Staying Profitable When Markets Are Variable
Brokers discuss joint venture models and other ways of staying competitive during a think-tank-style discussion at the REALTORS® Legislative Meetings & Trade Expo.
May 17, 2017
Profitability is on the minds of brokers across the country. After plummeting to a 50-year low last year, the U.S. homeownership rate ticked up slightly to 63.6 percent in the first quarter of 2017, according to the Census Bureau. And despite many interested buyers, markets across the country are dealing with severely low inventories. This is pushing brokers to form joint ventures with ancillary services and explore new business streams for their agents.
During the Idea Exchange Council for Brokers at the REALTORS® Legislative Meetings & Trade Expo in Washington, D.C. Tuesday, brokers from across the country discussed methods they’re employing to keep the funds rolling in during this tumultuous time.
Carol Bulman, CEO and president of Jack Conway, REALTOR®, the largest local independent real estate firm in Massachusetts, is facing 62 consecutive months of year-over-year inventory declines in their market. There are lines at open houses in the suburbs of Boston, and multiple offers are now standard. “We’re starting to see buyer fatigue,” Bulman says. Yet, in the city of Boston, construction of rentals and high-end condos is booming. She calls the market “out of whack,” adding, “we owe it to ourselves and our agents to be prepared for the future.”
Her company has taken on a joint venture model to offer mortgage financing. They do about $125 million in mortgage volume each year. She points to three necessities to make the business work: competitive pricing, solid back-office support that understands the residential sales model, and loan officers who work well with the team.
Fellow panelist Al Miller, a strategic alliance and business development expert with New Penn Financial and Shelter Mortgage, has been part of forming and overseeing more than 100 mortgage joint ventures in his career.

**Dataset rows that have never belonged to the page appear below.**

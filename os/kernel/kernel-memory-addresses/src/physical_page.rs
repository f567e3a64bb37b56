use crate::{PageSize, PhysicalAddress};
use core::fmt;
use core::marker::PhantomData;

/// Page-aligned base of a physical page of size `S`.
///
/// For `S = Size4K` this is a *frame*: the unit the frame allocator hands
/// out. The low `S::SHIFT` bits of the base are always zero.
///
/// ### Examples
/// ```rust
/// # use kernel_memory_addresses::*;
/// let pa = PhysicalAddress::new(0x0000_0008_1234_5678);
/// let page = pa.page::<Size2M>();
/// assert_eq!(page.base().as_u64(), 0x0000_0008_1220_0000);
/// assert!(PhysicalPage::<Size4K>::from_aligned(pa).is_none());
/// ```
#[repr(transparent)]
#[derive(Copy, Clone, Eq, PartialEq, Ord, PartialOrd, Hash)]
pub struct PhysicalPage<S: PageSize> {
    base: u64,
    _size: PhantomData<S>,
}

impl<S: PageSize> PhysicalPage<S> {
    /// The page containing `pa` (rounds down).
    #[inline]
    #[must_use]
    pub const fn containing(pa: PhysicalAddress) -> Self {
        Self {
            base: pa.as_u64() & !(S::SIZE - 1),
            _size: PhantomData,
        }
    }

    /// The page starting at `pa`, or `None` if `pa` is not `S`-aligned.
    #[inline]
    #[must_use]
    pub const fn from_aligned(pa: PhysicalAddress) -> Option<Self> {
        if pa.is_aligned::<S>() {
            Some(Self::containing(pa))
        } else {
            None
        }
    }

    #[inline]
    #[must_use]
    pub const fn base(self) -> PhysicalAddress {
        PhysicalAddress::new(self.base)
    }

    #[inline]
    #[must_use]
    pub const fn as_u64(self) -> u64 {
        self.base
    }

    /// Address `offset` bytes into this page.
    #[inline]
    #[must_use]
    pub const fn join(self, offset: u64) -> PhysicalAddress {
        PhysicalAddress::new(self.base | (offset & (S::SIZE - 1)))
    }
}

impl<S: PageSize> fmt::Display for PhysicalPage<S> {
    fn fmt(&self, f: &mut fmt::Formatter<'_>) -> fmt::Result {
        write!(f, "0x{:016X}", self.base)
    }
}

impl<S: PageSize> fmt::Debug for PhysicalPage<S> {
    fn fmt(&self, f: &mut fmt::Formatter<'_>) -> fmt::Result {
        write!(f, "PhysicalPage<{}>(0x{:016X})", S::NAME, self.base)
    }
}

impl<S: PageSize> From<PhysicalPage<S>> for PhysicalAddress {
    #[inline]
    fn from(p: PhysicalPage<S>) -> Self {
        p.base()
    }
}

He says the most complicated points center around compliance and costs for technology. However, one of the greatest benefits for adding a mortgage service is being able to control the customer service experience, he says.
“The mortgage experience is always a fly in the ointment,” Miller says. Whether you own your own mortgage company or you're partnering with another to form a joint venture, you want to ensure that the service provided meets your standards, he adds.
Mortgage joint ventures are spelled out in section 8 of RESPA, and at the time of referral, brokers are required to provide a written disclosure explaining the relationship. The firm can't require that customers use the affiliated business, nor can they tie it to a customer benefit. Jessica Edgerton, National Association of REALTORS®’s associate counsel, was also on hand at the Idea Exchange session. She says some states have their own version of RESPA and some are stricter than the national RESPA rules, so any broker entering into a joint venture must check with their state standards.
In addition to ancillary services and joint ventures, brokers also discussed ways to enhance agent value. Robert J. Bailey, co-broker and co-owner of Bailey Properties Inc. in Aptos, Calif., has developed a new CRM platform and a comprehensive in-house business coaching program, teaching new agents how to structure their business and sustain their income. They cover teams, HR issues, risk management, co-branding, and more.